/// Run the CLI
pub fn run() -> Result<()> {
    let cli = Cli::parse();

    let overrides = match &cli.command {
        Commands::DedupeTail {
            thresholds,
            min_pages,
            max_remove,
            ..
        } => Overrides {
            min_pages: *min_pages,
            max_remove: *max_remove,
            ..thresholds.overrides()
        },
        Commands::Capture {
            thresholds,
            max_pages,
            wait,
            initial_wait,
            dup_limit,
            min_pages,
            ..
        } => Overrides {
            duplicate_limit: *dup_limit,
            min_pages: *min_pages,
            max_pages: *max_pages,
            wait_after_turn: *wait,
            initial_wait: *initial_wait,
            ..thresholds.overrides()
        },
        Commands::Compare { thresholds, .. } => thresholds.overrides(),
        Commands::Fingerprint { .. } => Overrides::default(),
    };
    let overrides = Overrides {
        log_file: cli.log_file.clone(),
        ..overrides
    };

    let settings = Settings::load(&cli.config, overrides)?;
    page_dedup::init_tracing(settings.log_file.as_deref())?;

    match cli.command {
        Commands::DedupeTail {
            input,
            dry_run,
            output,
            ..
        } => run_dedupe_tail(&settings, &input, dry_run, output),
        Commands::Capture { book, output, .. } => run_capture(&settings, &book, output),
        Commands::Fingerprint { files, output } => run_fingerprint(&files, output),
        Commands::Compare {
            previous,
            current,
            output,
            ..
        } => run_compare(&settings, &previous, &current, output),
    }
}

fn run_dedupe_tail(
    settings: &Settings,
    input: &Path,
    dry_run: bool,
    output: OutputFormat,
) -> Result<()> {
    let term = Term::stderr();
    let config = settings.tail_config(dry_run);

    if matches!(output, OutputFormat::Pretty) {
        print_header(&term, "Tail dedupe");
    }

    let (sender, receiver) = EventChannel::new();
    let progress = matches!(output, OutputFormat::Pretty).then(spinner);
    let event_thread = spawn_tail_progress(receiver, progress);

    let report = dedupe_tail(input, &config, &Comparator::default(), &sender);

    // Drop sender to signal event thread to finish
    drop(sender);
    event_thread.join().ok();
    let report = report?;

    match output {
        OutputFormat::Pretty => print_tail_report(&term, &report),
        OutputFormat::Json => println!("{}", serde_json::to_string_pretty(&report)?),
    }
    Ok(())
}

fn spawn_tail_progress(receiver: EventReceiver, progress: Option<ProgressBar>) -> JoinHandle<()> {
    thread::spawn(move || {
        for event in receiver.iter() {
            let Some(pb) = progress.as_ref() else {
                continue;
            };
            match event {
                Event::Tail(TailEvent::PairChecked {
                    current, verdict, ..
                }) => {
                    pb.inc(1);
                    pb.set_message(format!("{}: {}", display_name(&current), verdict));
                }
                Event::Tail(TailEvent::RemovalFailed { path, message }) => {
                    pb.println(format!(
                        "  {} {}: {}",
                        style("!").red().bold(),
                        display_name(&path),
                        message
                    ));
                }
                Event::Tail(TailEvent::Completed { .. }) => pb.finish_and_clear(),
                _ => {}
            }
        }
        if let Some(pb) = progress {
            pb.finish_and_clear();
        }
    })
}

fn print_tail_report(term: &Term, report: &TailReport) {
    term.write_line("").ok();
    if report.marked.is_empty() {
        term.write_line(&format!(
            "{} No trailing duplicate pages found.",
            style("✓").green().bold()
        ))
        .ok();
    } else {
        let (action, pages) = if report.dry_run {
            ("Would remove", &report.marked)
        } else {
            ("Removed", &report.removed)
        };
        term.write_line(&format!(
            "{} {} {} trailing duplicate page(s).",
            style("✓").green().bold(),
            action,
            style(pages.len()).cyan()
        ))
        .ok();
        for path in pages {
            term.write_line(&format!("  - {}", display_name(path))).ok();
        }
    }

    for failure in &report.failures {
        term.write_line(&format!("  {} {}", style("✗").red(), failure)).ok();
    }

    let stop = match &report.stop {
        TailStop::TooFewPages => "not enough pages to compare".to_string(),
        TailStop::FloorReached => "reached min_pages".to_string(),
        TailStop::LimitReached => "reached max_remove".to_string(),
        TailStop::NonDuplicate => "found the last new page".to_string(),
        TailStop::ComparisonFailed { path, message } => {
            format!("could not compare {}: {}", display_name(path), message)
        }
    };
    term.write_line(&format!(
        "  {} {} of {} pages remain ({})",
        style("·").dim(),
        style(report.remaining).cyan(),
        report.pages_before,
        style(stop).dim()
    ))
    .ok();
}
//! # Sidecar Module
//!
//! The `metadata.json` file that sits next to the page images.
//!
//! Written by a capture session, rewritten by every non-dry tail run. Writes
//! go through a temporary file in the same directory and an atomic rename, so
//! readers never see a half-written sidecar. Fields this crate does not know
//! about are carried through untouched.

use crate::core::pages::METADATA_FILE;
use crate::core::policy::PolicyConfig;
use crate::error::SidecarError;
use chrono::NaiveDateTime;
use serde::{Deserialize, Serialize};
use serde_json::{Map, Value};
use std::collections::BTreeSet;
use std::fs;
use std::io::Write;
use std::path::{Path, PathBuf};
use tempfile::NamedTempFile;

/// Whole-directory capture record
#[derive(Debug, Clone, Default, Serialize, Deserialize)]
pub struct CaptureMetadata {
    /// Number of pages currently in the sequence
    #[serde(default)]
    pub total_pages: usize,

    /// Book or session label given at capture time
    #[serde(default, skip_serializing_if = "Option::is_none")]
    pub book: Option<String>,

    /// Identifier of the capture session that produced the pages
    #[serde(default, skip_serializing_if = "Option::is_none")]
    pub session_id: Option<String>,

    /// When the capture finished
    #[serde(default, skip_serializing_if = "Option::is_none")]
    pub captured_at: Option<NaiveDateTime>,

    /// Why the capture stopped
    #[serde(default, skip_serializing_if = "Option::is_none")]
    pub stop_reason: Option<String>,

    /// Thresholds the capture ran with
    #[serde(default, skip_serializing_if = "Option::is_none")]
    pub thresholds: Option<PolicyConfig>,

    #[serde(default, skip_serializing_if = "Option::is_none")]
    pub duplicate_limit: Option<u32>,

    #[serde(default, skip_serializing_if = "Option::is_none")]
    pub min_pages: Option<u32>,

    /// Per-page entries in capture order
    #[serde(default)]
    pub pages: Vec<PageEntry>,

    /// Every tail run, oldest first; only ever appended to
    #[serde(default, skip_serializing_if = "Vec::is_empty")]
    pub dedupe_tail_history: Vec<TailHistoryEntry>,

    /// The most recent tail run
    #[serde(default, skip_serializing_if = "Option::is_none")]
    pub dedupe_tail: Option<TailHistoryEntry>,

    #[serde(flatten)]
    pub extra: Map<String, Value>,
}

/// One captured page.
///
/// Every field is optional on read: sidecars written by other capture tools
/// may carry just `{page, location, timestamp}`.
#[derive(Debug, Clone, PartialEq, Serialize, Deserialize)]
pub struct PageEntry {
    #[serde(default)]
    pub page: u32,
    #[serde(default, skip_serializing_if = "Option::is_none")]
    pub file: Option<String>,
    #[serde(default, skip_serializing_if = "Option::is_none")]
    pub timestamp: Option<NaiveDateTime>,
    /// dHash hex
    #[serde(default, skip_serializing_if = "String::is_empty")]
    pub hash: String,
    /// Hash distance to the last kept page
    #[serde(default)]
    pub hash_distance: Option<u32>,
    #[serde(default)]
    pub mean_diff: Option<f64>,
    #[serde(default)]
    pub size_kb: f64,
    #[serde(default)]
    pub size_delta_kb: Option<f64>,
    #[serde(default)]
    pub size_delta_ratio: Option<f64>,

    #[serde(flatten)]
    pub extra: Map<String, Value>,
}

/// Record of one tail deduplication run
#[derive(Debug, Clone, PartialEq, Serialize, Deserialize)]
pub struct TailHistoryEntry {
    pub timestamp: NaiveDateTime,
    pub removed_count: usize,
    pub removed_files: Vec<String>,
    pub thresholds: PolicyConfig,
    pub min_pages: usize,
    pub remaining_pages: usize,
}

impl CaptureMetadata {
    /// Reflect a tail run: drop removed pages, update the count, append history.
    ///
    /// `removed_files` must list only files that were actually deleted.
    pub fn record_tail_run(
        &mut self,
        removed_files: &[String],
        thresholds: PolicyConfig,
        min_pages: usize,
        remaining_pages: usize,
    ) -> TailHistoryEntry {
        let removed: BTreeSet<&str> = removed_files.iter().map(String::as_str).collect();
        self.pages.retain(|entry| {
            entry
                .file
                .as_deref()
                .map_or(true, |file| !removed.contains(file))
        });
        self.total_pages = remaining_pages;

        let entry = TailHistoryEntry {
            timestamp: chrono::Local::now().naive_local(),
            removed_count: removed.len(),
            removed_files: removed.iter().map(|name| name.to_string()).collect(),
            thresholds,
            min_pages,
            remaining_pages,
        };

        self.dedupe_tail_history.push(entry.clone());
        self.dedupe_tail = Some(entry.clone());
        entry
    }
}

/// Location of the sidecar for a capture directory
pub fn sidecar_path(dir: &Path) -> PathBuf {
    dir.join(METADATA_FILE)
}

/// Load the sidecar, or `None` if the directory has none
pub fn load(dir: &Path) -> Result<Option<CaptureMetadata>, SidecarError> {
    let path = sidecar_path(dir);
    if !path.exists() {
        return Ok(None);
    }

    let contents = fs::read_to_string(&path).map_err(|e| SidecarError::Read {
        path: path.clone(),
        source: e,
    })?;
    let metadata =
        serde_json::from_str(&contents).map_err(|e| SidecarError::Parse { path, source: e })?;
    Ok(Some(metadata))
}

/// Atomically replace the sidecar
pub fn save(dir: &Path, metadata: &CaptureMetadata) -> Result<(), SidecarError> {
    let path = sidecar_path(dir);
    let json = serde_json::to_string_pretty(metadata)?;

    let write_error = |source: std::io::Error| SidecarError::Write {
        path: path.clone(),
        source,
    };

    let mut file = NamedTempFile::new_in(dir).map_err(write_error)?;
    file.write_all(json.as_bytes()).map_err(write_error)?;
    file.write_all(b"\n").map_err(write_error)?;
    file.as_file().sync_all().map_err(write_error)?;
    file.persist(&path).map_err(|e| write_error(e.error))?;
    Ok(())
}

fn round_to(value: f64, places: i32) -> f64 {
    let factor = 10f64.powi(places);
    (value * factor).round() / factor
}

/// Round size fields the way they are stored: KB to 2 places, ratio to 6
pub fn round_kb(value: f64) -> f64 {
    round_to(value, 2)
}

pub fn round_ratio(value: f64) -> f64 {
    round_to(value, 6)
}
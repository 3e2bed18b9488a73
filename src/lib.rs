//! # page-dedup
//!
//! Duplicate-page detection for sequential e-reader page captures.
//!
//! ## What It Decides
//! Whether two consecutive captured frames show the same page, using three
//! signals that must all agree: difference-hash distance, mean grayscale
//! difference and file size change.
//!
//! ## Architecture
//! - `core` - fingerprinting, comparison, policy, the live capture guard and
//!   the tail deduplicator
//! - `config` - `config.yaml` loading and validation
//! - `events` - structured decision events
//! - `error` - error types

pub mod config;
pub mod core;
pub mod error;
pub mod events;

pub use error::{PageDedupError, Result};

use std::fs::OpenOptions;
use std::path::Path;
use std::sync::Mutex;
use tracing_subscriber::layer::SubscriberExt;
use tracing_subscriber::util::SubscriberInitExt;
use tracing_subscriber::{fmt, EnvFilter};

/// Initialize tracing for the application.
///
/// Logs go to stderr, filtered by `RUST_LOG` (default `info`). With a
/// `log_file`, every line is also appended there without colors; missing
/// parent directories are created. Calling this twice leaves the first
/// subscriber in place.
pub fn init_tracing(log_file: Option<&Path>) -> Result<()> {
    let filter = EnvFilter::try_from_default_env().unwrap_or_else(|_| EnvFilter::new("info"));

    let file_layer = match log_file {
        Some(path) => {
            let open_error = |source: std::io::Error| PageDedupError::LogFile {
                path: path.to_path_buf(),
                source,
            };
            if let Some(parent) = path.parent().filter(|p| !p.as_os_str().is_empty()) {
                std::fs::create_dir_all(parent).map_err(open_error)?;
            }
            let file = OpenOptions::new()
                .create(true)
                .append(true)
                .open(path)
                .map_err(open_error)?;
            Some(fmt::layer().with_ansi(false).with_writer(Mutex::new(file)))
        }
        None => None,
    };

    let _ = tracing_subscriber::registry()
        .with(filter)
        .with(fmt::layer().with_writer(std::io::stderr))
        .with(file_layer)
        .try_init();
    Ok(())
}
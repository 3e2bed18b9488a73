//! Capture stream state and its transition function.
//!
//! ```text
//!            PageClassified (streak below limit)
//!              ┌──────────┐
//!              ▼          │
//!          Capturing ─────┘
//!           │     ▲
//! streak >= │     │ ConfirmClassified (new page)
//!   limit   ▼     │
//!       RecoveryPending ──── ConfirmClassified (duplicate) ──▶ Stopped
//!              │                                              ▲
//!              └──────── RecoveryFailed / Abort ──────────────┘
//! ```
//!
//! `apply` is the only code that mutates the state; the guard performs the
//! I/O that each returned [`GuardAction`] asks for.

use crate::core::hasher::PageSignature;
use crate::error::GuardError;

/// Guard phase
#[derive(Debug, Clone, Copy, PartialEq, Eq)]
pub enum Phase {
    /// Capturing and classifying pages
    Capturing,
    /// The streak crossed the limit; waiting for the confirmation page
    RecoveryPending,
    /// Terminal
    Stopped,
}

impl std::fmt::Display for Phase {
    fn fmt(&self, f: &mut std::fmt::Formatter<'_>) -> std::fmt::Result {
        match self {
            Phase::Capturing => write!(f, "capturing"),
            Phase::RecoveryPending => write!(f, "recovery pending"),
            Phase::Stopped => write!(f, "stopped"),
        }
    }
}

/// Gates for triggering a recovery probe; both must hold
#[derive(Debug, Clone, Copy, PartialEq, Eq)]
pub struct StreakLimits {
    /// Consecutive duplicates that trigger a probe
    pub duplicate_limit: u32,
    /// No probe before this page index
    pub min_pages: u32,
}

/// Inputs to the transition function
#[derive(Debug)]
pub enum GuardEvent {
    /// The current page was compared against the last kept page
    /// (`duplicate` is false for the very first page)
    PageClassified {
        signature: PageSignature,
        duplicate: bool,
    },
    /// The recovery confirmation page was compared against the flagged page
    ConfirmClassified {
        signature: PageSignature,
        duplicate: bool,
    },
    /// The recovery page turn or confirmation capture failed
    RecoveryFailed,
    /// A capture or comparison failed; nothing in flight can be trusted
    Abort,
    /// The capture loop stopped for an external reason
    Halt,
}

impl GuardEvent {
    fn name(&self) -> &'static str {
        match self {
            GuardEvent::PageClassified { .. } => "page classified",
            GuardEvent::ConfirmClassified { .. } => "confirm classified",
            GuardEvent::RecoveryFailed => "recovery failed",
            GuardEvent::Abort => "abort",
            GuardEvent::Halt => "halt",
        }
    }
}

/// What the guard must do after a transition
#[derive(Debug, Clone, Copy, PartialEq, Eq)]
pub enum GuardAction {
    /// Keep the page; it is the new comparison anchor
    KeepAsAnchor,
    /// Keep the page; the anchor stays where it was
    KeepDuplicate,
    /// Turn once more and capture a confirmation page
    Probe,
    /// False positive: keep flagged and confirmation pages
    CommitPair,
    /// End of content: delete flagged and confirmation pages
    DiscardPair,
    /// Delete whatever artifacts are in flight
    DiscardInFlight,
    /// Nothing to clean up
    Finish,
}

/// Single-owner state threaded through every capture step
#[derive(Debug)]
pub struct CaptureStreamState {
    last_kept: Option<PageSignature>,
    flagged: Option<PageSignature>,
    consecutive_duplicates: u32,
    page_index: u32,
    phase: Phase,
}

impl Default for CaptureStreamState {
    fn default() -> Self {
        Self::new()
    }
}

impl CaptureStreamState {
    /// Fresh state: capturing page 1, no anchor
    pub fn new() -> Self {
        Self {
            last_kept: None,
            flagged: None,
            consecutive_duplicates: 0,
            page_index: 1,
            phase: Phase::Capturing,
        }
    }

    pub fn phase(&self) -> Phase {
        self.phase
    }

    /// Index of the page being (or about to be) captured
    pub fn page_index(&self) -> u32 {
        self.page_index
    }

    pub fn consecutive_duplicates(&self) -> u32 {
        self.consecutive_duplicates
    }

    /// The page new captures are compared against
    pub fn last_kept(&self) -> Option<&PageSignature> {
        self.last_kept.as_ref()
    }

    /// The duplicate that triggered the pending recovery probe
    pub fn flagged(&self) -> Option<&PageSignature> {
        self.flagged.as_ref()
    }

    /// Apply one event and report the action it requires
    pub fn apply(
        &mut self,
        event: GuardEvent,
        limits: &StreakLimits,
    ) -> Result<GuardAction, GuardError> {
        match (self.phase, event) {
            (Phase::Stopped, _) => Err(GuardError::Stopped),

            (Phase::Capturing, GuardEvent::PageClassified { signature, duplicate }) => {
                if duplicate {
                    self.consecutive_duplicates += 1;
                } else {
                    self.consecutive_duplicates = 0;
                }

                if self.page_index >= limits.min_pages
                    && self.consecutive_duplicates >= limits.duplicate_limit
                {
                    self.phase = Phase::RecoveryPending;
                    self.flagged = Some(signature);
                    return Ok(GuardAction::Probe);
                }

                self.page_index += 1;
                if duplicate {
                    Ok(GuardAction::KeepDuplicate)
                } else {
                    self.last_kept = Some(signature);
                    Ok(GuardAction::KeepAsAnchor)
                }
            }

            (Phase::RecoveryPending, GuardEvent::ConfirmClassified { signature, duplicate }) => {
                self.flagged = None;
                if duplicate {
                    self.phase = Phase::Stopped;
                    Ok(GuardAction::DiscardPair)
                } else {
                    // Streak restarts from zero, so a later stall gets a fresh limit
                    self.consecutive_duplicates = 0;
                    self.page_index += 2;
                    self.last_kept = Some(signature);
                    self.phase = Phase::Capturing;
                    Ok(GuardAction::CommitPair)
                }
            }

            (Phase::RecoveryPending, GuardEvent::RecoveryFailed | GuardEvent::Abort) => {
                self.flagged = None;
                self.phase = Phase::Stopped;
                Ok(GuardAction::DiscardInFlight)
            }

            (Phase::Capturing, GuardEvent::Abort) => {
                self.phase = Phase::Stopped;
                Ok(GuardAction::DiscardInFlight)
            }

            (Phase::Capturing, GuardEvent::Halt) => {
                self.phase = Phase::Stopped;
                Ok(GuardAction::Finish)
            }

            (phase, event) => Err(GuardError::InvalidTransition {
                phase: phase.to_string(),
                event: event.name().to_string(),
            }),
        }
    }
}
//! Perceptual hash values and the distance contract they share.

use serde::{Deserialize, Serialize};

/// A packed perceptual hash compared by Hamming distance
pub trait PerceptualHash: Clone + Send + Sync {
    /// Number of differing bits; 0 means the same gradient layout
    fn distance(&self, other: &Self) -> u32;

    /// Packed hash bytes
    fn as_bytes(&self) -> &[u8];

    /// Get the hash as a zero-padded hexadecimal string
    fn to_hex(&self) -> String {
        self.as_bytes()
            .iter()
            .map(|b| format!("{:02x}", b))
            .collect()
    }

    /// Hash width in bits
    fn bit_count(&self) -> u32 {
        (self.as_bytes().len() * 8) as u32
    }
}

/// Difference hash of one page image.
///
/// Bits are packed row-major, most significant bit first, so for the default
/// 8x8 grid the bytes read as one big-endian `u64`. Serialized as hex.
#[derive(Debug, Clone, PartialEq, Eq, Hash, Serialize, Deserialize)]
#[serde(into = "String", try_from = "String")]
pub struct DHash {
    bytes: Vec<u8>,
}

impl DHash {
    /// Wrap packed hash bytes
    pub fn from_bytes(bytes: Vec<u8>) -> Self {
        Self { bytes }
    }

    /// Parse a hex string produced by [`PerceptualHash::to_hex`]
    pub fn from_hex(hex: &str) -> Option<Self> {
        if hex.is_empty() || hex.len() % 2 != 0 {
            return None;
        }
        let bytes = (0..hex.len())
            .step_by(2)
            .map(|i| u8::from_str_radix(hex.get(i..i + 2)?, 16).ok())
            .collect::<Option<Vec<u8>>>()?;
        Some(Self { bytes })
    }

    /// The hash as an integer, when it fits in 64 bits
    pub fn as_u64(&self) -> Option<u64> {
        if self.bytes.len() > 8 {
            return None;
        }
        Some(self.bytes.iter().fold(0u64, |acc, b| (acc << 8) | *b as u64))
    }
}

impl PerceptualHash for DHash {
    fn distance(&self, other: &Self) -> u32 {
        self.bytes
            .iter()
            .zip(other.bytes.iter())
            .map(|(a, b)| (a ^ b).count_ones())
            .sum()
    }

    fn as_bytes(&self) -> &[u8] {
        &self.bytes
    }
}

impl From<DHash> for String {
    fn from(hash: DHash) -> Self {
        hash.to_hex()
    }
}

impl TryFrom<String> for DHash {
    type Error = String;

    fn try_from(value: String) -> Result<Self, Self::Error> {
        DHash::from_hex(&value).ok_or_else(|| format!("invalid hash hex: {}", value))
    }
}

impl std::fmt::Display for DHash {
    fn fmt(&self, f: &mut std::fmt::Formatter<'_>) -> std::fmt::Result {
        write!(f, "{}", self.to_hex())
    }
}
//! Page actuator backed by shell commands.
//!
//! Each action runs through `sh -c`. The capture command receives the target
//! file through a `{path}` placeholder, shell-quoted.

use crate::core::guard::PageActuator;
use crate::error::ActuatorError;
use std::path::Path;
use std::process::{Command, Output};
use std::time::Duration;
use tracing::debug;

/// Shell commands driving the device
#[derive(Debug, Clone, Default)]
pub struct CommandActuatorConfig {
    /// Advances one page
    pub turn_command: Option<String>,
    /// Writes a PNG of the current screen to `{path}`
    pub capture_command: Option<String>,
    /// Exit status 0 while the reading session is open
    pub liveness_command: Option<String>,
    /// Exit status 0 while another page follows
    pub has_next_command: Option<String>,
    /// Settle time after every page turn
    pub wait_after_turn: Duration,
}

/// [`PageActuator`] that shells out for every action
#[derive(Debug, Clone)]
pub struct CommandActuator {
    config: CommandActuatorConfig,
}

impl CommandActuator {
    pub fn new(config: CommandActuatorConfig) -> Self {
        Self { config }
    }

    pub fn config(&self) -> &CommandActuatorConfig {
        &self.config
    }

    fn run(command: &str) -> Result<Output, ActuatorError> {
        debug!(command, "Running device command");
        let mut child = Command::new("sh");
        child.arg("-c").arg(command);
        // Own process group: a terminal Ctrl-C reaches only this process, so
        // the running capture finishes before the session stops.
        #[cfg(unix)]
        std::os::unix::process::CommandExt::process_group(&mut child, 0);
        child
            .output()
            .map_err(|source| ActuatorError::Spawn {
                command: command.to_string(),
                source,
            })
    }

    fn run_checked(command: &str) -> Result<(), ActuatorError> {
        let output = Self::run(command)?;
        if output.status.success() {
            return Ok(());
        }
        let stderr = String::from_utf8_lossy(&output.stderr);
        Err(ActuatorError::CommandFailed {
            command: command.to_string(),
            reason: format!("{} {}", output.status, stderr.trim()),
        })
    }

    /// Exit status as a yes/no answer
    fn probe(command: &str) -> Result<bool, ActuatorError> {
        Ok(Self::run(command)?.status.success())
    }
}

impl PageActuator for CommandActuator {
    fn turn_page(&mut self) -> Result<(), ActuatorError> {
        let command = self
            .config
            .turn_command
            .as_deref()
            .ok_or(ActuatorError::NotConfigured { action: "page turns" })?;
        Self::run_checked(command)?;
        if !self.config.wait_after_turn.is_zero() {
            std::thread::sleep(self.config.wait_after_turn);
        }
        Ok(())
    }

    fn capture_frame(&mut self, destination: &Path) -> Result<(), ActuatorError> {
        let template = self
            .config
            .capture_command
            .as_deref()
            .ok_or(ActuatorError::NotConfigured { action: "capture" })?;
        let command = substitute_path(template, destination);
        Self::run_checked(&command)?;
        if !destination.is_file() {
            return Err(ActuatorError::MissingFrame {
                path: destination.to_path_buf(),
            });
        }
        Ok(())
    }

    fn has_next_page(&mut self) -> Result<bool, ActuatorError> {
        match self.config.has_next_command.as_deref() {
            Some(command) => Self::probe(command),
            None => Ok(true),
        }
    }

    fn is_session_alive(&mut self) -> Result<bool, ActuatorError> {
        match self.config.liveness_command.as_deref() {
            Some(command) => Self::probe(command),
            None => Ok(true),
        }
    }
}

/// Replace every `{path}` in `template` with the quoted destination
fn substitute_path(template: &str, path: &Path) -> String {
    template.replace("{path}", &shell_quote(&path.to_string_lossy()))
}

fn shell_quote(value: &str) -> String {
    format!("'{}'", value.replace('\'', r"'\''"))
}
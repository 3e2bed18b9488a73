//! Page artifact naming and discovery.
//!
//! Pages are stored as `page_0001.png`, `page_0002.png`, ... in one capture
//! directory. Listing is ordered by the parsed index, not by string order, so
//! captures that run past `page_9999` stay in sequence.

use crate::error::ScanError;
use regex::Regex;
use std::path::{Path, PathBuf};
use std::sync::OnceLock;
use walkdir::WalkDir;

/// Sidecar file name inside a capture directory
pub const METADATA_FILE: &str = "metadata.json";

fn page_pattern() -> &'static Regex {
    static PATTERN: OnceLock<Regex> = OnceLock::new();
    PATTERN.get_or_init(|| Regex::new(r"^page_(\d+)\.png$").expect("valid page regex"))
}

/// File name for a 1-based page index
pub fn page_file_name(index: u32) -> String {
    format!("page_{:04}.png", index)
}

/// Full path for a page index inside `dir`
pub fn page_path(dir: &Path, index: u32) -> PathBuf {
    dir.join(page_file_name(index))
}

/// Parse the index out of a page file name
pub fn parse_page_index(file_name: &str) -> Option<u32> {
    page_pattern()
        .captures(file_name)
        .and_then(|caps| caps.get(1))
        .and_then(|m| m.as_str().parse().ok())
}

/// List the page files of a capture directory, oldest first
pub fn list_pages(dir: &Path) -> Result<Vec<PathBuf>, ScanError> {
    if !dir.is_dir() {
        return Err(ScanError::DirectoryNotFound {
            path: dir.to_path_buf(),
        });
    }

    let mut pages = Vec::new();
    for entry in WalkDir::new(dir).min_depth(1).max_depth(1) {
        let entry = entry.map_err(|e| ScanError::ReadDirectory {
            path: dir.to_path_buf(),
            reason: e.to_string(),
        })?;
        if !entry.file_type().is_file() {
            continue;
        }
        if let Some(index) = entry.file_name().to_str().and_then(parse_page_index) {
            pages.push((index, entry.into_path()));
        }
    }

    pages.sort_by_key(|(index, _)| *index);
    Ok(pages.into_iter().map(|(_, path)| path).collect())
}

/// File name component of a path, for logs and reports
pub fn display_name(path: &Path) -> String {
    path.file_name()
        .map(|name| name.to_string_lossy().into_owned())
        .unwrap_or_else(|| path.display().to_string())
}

**TASK DESCRIPTION**
The reply is a bare number: how many lines above include "EnvFilter".

**EXERCISE SOLUTION**
2